• [EXERCISE DETAILS]
Extract every line from the records below that contains the word "right".
-------- RECORDS TO USE
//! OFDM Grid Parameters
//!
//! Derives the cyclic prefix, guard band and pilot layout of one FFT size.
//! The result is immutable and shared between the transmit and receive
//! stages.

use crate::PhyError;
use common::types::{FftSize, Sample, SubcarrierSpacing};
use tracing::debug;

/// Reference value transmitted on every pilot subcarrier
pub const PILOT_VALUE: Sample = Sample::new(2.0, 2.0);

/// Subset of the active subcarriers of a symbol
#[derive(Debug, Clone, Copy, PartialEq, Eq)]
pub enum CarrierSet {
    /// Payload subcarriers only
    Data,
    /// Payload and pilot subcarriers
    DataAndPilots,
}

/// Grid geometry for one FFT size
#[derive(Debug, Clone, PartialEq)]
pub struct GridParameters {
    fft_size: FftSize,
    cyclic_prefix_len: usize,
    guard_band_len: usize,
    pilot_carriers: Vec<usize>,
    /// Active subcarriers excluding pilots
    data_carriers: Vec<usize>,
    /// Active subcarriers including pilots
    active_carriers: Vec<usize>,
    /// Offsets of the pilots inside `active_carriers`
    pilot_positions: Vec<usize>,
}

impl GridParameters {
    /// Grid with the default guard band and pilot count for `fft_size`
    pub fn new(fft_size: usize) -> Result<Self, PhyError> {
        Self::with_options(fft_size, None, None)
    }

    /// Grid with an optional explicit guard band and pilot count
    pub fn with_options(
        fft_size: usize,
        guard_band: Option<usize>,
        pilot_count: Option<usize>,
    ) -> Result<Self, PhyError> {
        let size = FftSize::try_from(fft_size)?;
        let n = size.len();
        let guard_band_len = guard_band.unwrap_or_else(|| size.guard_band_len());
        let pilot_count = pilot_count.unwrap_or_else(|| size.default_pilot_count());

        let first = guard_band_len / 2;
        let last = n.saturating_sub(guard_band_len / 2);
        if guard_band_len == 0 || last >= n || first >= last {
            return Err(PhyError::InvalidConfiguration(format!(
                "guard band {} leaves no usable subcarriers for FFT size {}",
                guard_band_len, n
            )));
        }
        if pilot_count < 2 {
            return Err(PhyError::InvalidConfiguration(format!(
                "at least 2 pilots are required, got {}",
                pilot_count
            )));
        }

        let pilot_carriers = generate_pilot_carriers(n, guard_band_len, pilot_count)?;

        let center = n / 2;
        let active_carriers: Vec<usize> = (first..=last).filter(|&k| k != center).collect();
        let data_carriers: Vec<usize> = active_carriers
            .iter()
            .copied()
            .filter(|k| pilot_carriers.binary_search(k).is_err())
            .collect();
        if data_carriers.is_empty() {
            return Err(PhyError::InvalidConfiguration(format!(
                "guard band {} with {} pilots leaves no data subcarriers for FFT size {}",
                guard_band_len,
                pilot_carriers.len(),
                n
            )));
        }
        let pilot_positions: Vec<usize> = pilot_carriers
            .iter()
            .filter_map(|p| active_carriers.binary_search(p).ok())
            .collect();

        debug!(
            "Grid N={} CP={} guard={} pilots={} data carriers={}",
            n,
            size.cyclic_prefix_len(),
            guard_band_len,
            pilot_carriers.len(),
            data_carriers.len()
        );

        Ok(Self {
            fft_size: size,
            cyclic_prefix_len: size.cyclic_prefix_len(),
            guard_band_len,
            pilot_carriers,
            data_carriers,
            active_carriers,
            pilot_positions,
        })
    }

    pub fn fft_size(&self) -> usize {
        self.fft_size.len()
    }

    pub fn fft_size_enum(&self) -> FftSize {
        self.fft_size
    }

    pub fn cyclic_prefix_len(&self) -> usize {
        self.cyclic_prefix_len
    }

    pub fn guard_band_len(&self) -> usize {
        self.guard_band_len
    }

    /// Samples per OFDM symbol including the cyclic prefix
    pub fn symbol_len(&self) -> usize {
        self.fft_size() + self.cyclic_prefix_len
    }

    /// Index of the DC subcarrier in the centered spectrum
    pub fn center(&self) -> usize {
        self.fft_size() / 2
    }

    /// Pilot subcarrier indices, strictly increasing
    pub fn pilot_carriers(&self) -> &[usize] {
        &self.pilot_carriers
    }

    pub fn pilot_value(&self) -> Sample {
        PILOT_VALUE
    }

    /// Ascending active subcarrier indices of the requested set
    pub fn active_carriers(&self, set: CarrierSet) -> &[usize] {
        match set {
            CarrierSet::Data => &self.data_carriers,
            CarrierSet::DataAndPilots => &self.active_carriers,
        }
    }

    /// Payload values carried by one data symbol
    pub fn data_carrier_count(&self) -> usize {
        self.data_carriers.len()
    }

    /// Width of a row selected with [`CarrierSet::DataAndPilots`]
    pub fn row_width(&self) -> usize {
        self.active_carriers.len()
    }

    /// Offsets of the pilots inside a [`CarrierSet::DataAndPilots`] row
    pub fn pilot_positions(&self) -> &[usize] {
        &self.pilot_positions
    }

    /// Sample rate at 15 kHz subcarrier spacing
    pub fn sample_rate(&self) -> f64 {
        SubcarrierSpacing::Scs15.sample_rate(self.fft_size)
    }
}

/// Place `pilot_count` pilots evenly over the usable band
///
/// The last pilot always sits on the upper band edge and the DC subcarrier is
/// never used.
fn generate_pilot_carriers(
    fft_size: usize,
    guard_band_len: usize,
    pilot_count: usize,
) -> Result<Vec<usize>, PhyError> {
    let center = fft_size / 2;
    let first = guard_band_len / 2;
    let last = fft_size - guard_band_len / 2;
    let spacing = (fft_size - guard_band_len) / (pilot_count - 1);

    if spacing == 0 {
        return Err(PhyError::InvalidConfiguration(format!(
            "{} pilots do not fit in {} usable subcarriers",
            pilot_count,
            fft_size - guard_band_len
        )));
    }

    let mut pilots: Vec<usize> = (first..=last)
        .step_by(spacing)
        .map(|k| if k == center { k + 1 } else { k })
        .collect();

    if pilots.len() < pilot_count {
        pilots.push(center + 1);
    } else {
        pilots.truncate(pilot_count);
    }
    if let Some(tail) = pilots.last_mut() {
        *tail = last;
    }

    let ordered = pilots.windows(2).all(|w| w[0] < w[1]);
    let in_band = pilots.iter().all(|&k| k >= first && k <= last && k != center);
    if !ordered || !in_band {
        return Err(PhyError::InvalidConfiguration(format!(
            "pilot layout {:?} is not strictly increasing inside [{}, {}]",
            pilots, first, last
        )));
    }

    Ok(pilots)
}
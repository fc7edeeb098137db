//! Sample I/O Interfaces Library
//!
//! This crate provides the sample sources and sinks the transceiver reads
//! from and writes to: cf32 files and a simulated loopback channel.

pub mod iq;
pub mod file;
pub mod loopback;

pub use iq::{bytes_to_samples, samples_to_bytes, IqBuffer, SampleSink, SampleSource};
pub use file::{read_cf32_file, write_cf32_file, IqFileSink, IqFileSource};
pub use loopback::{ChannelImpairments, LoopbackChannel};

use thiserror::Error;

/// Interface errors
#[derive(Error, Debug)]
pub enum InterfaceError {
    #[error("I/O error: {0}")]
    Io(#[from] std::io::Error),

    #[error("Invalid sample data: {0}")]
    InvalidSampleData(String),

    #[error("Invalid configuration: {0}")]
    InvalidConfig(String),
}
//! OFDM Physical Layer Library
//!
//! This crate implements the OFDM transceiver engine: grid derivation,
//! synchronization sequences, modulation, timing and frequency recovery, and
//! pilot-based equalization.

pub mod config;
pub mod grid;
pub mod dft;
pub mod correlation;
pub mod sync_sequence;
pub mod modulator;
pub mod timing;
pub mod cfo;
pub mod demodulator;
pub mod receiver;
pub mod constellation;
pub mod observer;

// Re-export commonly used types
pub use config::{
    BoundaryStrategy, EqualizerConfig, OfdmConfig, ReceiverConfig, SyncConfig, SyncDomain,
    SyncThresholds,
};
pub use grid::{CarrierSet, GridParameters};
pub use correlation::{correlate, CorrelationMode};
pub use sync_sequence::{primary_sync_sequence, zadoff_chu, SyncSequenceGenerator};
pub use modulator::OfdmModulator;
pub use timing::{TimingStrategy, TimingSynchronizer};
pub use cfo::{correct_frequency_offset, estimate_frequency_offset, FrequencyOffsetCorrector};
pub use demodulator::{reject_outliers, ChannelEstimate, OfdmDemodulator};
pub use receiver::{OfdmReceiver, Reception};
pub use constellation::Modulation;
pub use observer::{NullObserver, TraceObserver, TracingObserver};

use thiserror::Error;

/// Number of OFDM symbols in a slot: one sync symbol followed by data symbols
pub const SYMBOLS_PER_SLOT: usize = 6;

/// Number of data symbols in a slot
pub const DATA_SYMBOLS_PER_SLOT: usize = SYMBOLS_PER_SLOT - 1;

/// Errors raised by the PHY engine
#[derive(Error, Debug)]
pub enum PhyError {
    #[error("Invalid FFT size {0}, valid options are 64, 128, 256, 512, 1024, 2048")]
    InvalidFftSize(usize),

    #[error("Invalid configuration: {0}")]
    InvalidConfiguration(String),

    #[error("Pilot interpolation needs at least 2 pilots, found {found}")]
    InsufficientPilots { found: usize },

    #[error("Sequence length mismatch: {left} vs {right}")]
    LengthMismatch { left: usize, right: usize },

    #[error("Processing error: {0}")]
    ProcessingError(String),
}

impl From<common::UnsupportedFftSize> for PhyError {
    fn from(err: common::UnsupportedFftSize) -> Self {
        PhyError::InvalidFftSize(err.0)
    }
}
----------------
• [SOLUTION TO THE PROBLEM]
    #[error("Sequence length mismatch: {left} vs {right}")]
    LengthMismatch { left: usize, right: usize },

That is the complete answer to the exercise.